Ingrid Sischy: An Appreciation
Photograph by Gasper Tringale.
As the art and fashion worlds mourn the loss of a beloved original, Vanity Fair’s Editor recalls Sischy’s genius for mixing the pleasure of friendship with the business of truth-telling.
Ingrid Sischy, the writer and critic, died today in New York. It was sudden, but also not so sudden. She had been under the care of the legendary oncologist Dr. Larry Norton at a New York hospital for some years. Her health was up and down, but her spirit and her work ethic remained heroically steady. Not once did I ever hear her complain about the fate she had been dealt. Or even talk about it much. She just got on with things. There were so many aspects of her character to admire, but I found her saucy, cheerful stoicism to be highly attractive.
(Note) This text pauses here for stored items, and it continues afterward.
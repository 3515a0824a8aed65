// SPDX-License-Identifier: AGPL-3.0-only
// Copyright (C) 2024 Jonathan Lee
// This program is free software: you can redistribute it and/or modify
// it under the terms of the GNU Affero General Public License version 3
// as published by the Free Software Foundation.
// This program is distributed in the hope that it will be useful,
// but WITHOUT ANY WARRANTY; without even the implied warranty of
// MERCHANTABILITY or FITNESS FOR A PARTICULAR PURPOSE.
// See the GNU Affero General Public License for more details.
// You should have received a copy of the GNU Affero General Public License
// along with this program. If not, see https://www.gnu.org/licenses/.

use polars::prelude::*;
use proptest::prelude::*;
use recall::{
    tokenize, InMemoryBackend, JsonFileBackend, MemoryBackend, MemoryEntry, MemoryError,
    MemoryStore,
};
use serde_json::{json, Value};
use tally::{
    AnalysisResults, ChartRequest, Dataset, TaskOutcome, Visualizer, VISUALIZATION_KEY,
};

fn entry(query: &str, agents: &[&str]) -> MemoryEntry {
    MemoryEntry::new(
        query,
        agents.iter().map(|a| a.to_string()).collect(),
        json!({}),
        "",
    )
}

#[test]
fn test_relevance_orders_by_overlap_then_storage() {
    let mut store = MemoryStore::with_backend(InMemoryBackend::new(), 10).unwrap();
    store.add(entry("sales trend analysis", &["DataAnalyst"])).unwrap();
    store.add(entry("region comparison", &["DataAnalyst"])).unwrap();
    store.add(entry("trend detection sales", &["DataAnalyst"])).unwrap();

    let found: Vec<&str> = store
        .relevant("sales trend", 3)
        .iter()
        .map(|e| e.query.as_str())
        .collect();
    assert_eq!(found, vec!["sales trend analysis", "trend detection sales"]);
}

#[test]
fn test_relevance_prefers_higher_scores_and_respects_top_k() {
    let mut store = MemoryStore::with_backend(InMemoryBackend::new(), 10).unwrap();
    store.add(entry("sales", &[])).unwrap();
    store.add(entry("sales by region", &[])).unwrap();
    store.add(entry("Sales BY Region over time", &[])).unwrap();

    let found: Vec<&str> = store
        .relevant("sales by region", 2)
        .iter()
        .map(|e| e.query.as_str())
        .collect();
    assert_eq!(found, vec!["sales by region", "Sales BY Region over time"]);
    assert!(store.relevant("inventory", 3).is_empty());
    assert!(store.relevant("sales", 0).is_empty());
}

#[test]
fn test_eviction_keeps_most_recent_entries() {
    let dir = tempfile::tempdir().unwrap();
    let path = dir.path().join("memory.json");
    let mut store = MemoryStore::open(&path, 3).unwrap();
    for i in 0..5 {
        store.add(entry(&format!("query {i}"), &["DataAnalyst"])).unwrap();
        assert!(store.len() <= 3);
        let persisted = JsonFileBackend::new(&path).load().unwrap();
        assert!(persisted.len() <= 3);
    }
    let queries: Vec<&str> = store.entries().iter().map(|e| e.query.as_str()).collect();
    assert_eq!(queries, vec!["query 2", "query 3", "query 4"]);
}

#[test]
fn test_round_trip_preserves_query_timestamp_and_agents() {
    let dir = tempfile::tempdir().unwrap();
    let path = dir.path().join("nested").join("memory.json");
    let original = entry("Compare performance by region", &["DataAnalyst", "Visualizer"]);
    {
        let mut store = MemoryStore::open(&path, 10).unwrap();
        store.add(original.clone()).unwrap();
    }
    let reopened = MemoryStore::open(&path, 10).unwrap();
    let restored = &reopened.entries()[0];
    assert_eq!(restored.query, original.query);
    assert_eq!(restored.timestamp, original.timestamp);
    assert_eq!(restored.agents_used, original.agents_used);
}

#[test]
fn test_missing_file_starts_empty() {
    let dir = tempfile::tempdir().unwrap();
    let store = MemoryStore::open(dir.path().join("absent.json"), 10).unwrap();
    assert!(store.is_empty());
    assert_eq!(store.statistics(5).total_queries, 0);
}

#[test]
fn test_corrupt_file_is_reported() {
    let dir = tempfile::tempdir().unwrap();
    let path = dir.path().join("memory.json");
    std::fs::write(&path, "{ not json").unwrap();
    let err = MemoryStore::open(&path, 10).unwrap_err();
    assert!(matches!(err, MemoryError::Corrupt { .. }));
}

#[test]
fn test_offsetless_iso_timestamps_load() {
    let dir = tempfile::tempdir().unwrap();
    let path = dir.path().join("agent_memory.json");
    let legacy = json!([{
        "timestamp": "2025-01-01T10:00:00.123456",
        "query": "sales trend",
        "agents_used": ["DataAnalyst"],
        "results": {},
        "insights": ""
    }]);
    std::fs::write(&path, legacy.to_string()).unwrap();

    let mut store = MemoryStore::open(&path, 10).unwrap();
    assert_eq!(store.len(), 1);
    let loaded = &store.entries()[0];
    assert_eq!(loaded.timestamp.to_rfc3339(), "2025-01-01T10:00:00.123456+00:00");
    assert_eq!(store.relevant("sales", 3).len(), 1);

    store.add(entry("region comparison", &["Visualizer"])).unwrap();
    let written: Value = serde_json::from_str(&std::fs::read_to_string(&path).unwrap()).unwrap();
    assert_eq!(written[0]["timestamp"], "2025-01-01T10:00:00.123456Z");
}

#[test]
fn test_oversized_file_is_trimmed_on_load() {
    let backend = InMemoryBackend::with_entries(
        (0..6).map(|i| entry(&format!("q{i}"), &[])).collect(),
    );
    let store = MemoryStore::with_backend(backend, 4).unwrap();
    assert_eq!(store.entries()[0].query, "q2");
}

#[test]
fn test_statistics_are_chronological() {
    let mut store = MemoryStore::with_backend(InMemoryBackend::new(), 20).unwrap();
    for i in 0..7 {
        let agents: &[&str] = if i % 2 == 0 {
            &["DataAnalyst", "Visualizer"]
        } else {
            &["DataAnalyst"]
        };
        store.add(entry(&format!("q{i}"), agents)).unwrap();
    }
    let stats = store.statistics(5);
    assert_eq!(stats.total_queries, 7);
    assert_eq!(stats.agents_usage["DataAnalyst"], 7);
    assert_eq!(stats.agents_usage["Visualizer"], 4);
    let order: Vec<&String> = stats.agents_usage.keys().collect();
    assert_eq!(order, vec!["DataAnalyst", "Visualizer"]);
    assert_eq!(stats.recent_queries, vec!["q2", "q3", "q4", "q5", "q6"]);
}

#[test]
fn test_figures_persist_as_descriptors() {
    let data = Dataset::from_columns(vec![
        Column::new("x".into(), [1.0, 2.0, 3.0]),
        Column::new("y".into(), [2.0, f64::NAN, 6.0]),
    ])
    .unwrap();
    let outcome = Visualizer::default().visualize(
        &data,
        &ChartRequest::Line {
            x_col: "x".to_string(),
            y_col: "y".to_string(),
            title: Some("y Trend Over Time".to_string()),
        },
    );
    let mut results = AnalysisResults::new();
    results.insert(VISUALIZATION_KEY, outcome);
    results.insert("anomaly", TaskOutcome::error("boom"));

    let backend = InMemoryBackend::new();
    let mut store = MemoryStore::with_backend(backend.clone(), 5).unwrap();
    store
        .record(
            "show trend",
            &["Visualizer".to_string()],
            &results,
            &["first".to_string(), "second".to_string()],
        )
        .unwrap();

    let saved = &backend.snapshot()[0];
    assert_eq!(saved.insights, "first\nsecond");
    assert_eq!(
        saved.results[VISUALIZATION_KEY]["figure"],
        Value::String("Figure(line: y Trend Over Time)".to_string())
    );
    assert_eq!(saved.results[VISUALIZATION_KEY]["status"], "success");
    assert_eq!(saved.results["anomaly"]["error"], "boom");
    let text = serde_json::to_string(&saved.results).unwrap();
    assert!(!text.contains("NaN"));
}

proptest! {
    #[test]
    fn prop_relevance_is_ranked_and_stable(
        queries in prop::collection::vec("[a-c]{1,2}( [a-c]{1,2}){0,3}", 0..12),
        query in "[a-c]{1,2}( [a-c]{1,2}){0,2}",
        top_k in 0usize..6,
    ) {
        let mut store = MemoryStore::with_backend(InMemoryBackend::new(), 50).unwrap();
        for text in &queries {
            store.add(entry(text, &[])).unwrap();
        }
        let query_tokens = tokenize(&query);
        let score = |text: &str| tokenize(text).intersection(&query_tokens).count();

        let found = store.relevant(&query, top_k);
        prop_assert!(found.len() <= top_k);
        let positions: Vec<usize> = found
            .iter()
            .map(|e| store.entries().iter().position(|s| std::ptr::eq(s, *e)).unwrap())
            .collect();
        for pair in positions.windows(2) {
            let a = score(&store.entries()[pair[0]].query);
            let b = score(&store.entries()[pair[1]].query);
            prop_assert!(a > b || (a == b && pair[0] < pair[1]));
        }
        for entry in &found {
            prop_assert!(score(&entry.query) > 0);
        }
        let qualifying = store.entries().iter().filter(|e| score(&e.query) > 0).count();
        prop_assert_eq!(found.len(), qualifying.min(top_k));
    }
}
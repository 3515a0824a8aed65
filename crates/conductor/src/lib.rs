// SPDX-License-Identifier: AGPL-3.0-only
// Copyright (C) 2024 Jonathan Lee
// This program is free software: you can redistribute it and/or modify
// it under the terms of the GNU Affero General Public License version 3
// as published by the Free Software Foundation.
// This program is distributed in the hope that it will be useful,
// but WITHOUT ANY WARRANTY; without even the implied warranty of
// MERCHANTABILITY or FITNESS FOR A PARTICULAR PURPOSE.
// See the GNU Affero General Public License for more details.
// You should have received a copy of the GNU Affero General Public License
// along with this program. If not, see https://www.gnu.org/licenses/.

pub mod config;
pub mod error;
pub mod executor;
pub mod insights;
pub mod intent;
pub mod orchestrator;
pub mod plan;
pub mod recommendations;

pub use config::{AnalyticsConfig, MemorySettings};
pub use error::{ConductorError, Result};
pub use executor::{ExecutionOutcome, TaskExecutor};
pub use insights::synthesize;
pub use intent::{detect, Intent};
pub use orchestrator::{AnalyticsResponse, Orchestrator};
pub use plan::{Agent, ExecutionPlan, PlanCompiler, Task, TaskOperation};
pub use recommendations::{prioritize, recommend, Priority, Recommendation};
// SPDX-License-Identifier: AGPL-3.0-only
// Copyright (C) 2024 Jonathan Lee
// This program is free software: you can redistribute it and/or modify
// it under the terms of the GNU Affero General Public License version 3
// as published by the Free Software Foundation.
// This program is distributed in the hope that it will be useful,
// but WITHOUT ANY WARRANTY; without even the implied warranty of
// MERCHANTABILITY or FITNESS FOR A PARTICULAR PURPOSE.
// See the GNU Affero General Public License for more details.
// You should have received a copy of the GNU Affero General Public License
// along with this program. If not, see https://www.gnu.org/licenses/.

use serde::Serialize;
use std::fmt;

/// Analytical intent recognised from literal keywords in a query.
#[derive(Debug, Clone, Copy, PartialEq, Eq, Hash, Serialize)]
#[serde(rename_all = "snake_case")]
pub enum Intent {
    Trend,
    Correlation,
    Group,
    Anomaly,
}

impl Intent {
    /// Evaluation order used by the plan compiler.
    pub const ALL: [Intent; 4] = [
        Intent::Trend,
        Intent::Correlation,
        Intent::Group,
        Intent::Anomaly,
    ];

    pub fn keywords(&self) -> &'static [&'static str] {
        match self {
            Intent::Trend => &["trend", "time", "over time", "growth"],
            Intent::Correlation => &["correlation", "relationship", "related"],
            Intent::Group => &["group", "by", "category", "segment"],
            Intent::Anomaly => &["anomaly", "outlier", "unusual"],
        }
    }

    /// Substring test against an already lower-cased query.
    pub fn matches(&self, lowered_query: &str) -> bool {
        self.keywords()
            .iter()
            .any(|keyword| lowered_query.contains(keyword))
    }
}

impl fmt::Display for Intent {
    fn fmt(&self, f: &mut fmt::Formatter<'_>) -> fmt::Result {
        let name = match self {
            Intent::Trend => "trend",
            Intent::Correlation => "correlation",
            Intent::Group => "group",
            Intent::Anomaly => "anomaly",
        };
        f.write_str(name)
    }
}

pub fn detect(query: &str) -> Vec<Intent> {
    let lowered = query.to_lowercase();
    Intent::ALL
        .into_iter()
        .filter(|intent| intent.matches(&lowered))
        .collect()
}

#[cfg(test)]
mod tests {
    use super::*;

    #[test]
    fn keywords_match_case_insensitively() {
        assert_eq!(detect("Show GROWTH"), vec![Intent::Trend]);
        assert_eq!(
            detect("Outliers related to revenue"),
            vec![Intent::Correlation, Intent::Anomaly]
        );
    }

    #[test]
    fn keywords_match_inside_words() {
        // "by" in "nearby", "time" in "sometimes"
        assert_eq!(detect("nearby sometimes"), vec![Intent::Trend, Intent::Group]);
    }

    #[test]
    fn plural_forms_of_anomaly_do_not_match() {
        assert!(detect("Detect any anomalies in the sales data").is_empty());
    }

    #[test]
    fn default_queries_map_to_expected_intents() {
        assert_eq!(detect("Analyze sales trends over time"), vec![Intent::Trend]);
        assert_eq!(
            detect("What are the correlations between different metrics?"),
            vec![Intent::Correlation]
        );
        assert_eq!(detect("Compare performance by region"), vec![Intent::Group]);
    }
}
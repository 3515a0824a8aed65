// SPDX-License-Identifier: AGPL-3.0-only
// Copyright (C) 2024 Jonathan Lee
// This program is free software: you can redistribute it and/or modify
// it under the terms of the GNU Affero General Public License version 3
// as published by the Free Software Foundation.
// This program is distributed in the hope that it will be useful,
// but WITHOUT ANY WARRANTY; without even the implied warranty of
// MERCHANTABILITY or FITNESS FOR A PARTICULAR PURPOSE.
// See the GNU Affero General Public License for more details.
// You should have received a copy of the GNU Affero General Public License
// along with this program. If not, see https://www.gnu.org/licenses/.

use tally::{
    AnalysisResults, AnomalyReport, CorrelationReport, GroupReport, SummaryReport, TrendReport,
};

pub const MAX_CORRELATION_INSIGHTS: usize = 3;
const GROWTH_INSIGHT_PERCENT: f64 = 10.0;

/// Natural-language findings in fixed order: summary, correlation, trend,
/// group, anomaly. Failed or missing outcomes contribute nothing.
pub fn synthesize(results: &AnalysisResults) -> Vec<String> {
    let mut insights = Vec::new();
    if let Some(summary) = results.summary() {
        insights.extend(summary_insights(summary));
    }
    if let Some(correlation) = results.correlation() {
        insights.extend(correlation_insights(correlation));
    }
    if let Some(trend) = results.trend() {
        insights.extend(trend_insights(trend));
    }
    if let Some(group) = results.group() {
        insights.extend(group_insights(group));
    }
    if let Some(anomaly) = results.anomaly() {
        insights.extend(anomaly_insights(anomaly));
    }
    insights
}

fn summary_insights(summary: &SummaryReport) -> Vec<String> {
    let mut insights = vec![format!(
        "📊 Dataset contains {} rows and {} columns",
        thousands(summary.rows),
        summary.columns
    )];
    let missing = summary.total_missing();
    if missing > 0 {
        insights.push(format!(
            "⚠️ Found {} missing values across the dataset",
            thousands(missing)
        ));
    }
    insights
}

/// Reports the first pairs in scan order, not the strongest.
fn correlation_insights(correlation: &CorrelationReport) -> Vec<String> {
    if correlation.strong_correlations.is_empty() {
        return vec!["📉 No strong correlations detected between variables".to_string()];
    }
    correlation
        .strong_correlations
        .iter()
        .take(MAX_CORRELATION_INSIGHTS)
        .map(|pair| {
            let direction = if pair.correlation > 0.0 {
                "positive"
            } else {
                "negative"
            };
            format!(
                "🔗 Strong {direction} correlation ({:.2}) between {} and {}",
                pair.correlation, pair.var1, pair.var2
            )
        })
        .collect()
}

fn trend_insights(trend: &TrendReport) -> Vec<String> {
    let fit = &trend.trend_analysis;
    let mut insights = vec![format!(
        "📈 Data shows an {} trend (R² = {:.3})",
        fit.trend, fit.r_squared
    )];
    if let Some(growth) = trend.growth_analysis.total_growth_percent {
        if growth.abs() > GROWTH_INSIGHT_PERCENT {
            let direction = if growth > 0.0 { "increased" } else { "decreased" };
            insights.push(format!("💹 Overall {direction} by {:.1}%", growth.abs()));
        }
    }
    insights
}

fn group_insights(group: &GroupReport) -> Vec<String> {
    match (&group.best_performing, &group.worst_performing) {
        (Some(best), Some(worst)) => vec![
            format!("🏆 Best performing group: {best}"),
            format!("📉 Lowest performing group: {worst}"),
        ],
        _ => Vec::new(),
    }
}

fn anomaly_insights(anomaly: &AnomalyReport) -> Vec<String> {
    if anomaly.anomaly_count > 0 {
        vec![format!(
            "🚨 Detected {} anomalies ({:.1}% of data)",
            anomaly.anomaly_count, anomaly.anomaly_percentage
        )]
    } else {
        vec!["✅ No significant anomalies detected".to_string()]
    }
}

/// Formats an integer with comma thousands separators.
pub fn thousands(value: usize) -> String {
    let digits = value.to_string();
    let mut grouped = String::with_capacity(digits.len() + digits.len() / 3);
    for (i, ch) in digits.chars().enumerate() {
        if i > 0 && (digits.len() - i) % 3 == 0 {
            grouped.push(',');
        }
        grouped.push(ch);
    }
    grouped
}

#[cfg(test)]
mod tests {
    use super::*;

    #[test]
    fn thousands_separators() {
        assert_eq!(thousands(0), "0");
        assert_eq!(thousands(999), "999");
        assert_eq!(thousands(1_000), "1,000");
        assert_eq!(thousands(1_234_567), "1,234,567");
    }
}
Ingrid became part of the Vanity Fair family nearly two decades ago, back in the days when my fortunes at the magazine were more than a little wobbly. She was coming off a long career in art criticism, writing for her pal Bob Gottlieb at The New Yorker, and I will tell you that with her by my side, my future seemed a lot rosier. She could write about anything, but what interested her most were art and fashion, and she traversed those two hothouses like a bemused empress. She had a crisp mind and an almost uncanny focus when she sat down to write. She was a fun, conspiratorial gossip, but never with malice or envy—the working tools of so many gossips. That conspiratorial manner was evident in her work life as well. I adored cooking up stories with her. I was a sucker for her pitches and I could tell that her editors at Vanity Fair, Bruce Handy and Doug Stumpf, were as well. When she wasn’t producing nuanced, beautifully written pieces for Vanity Fair, she jumped back and forth between the U.S. and Europe, working for Jonathan Newhouse as a sort of international ambassador for the Italian, French, and Spanish editions of this magazine.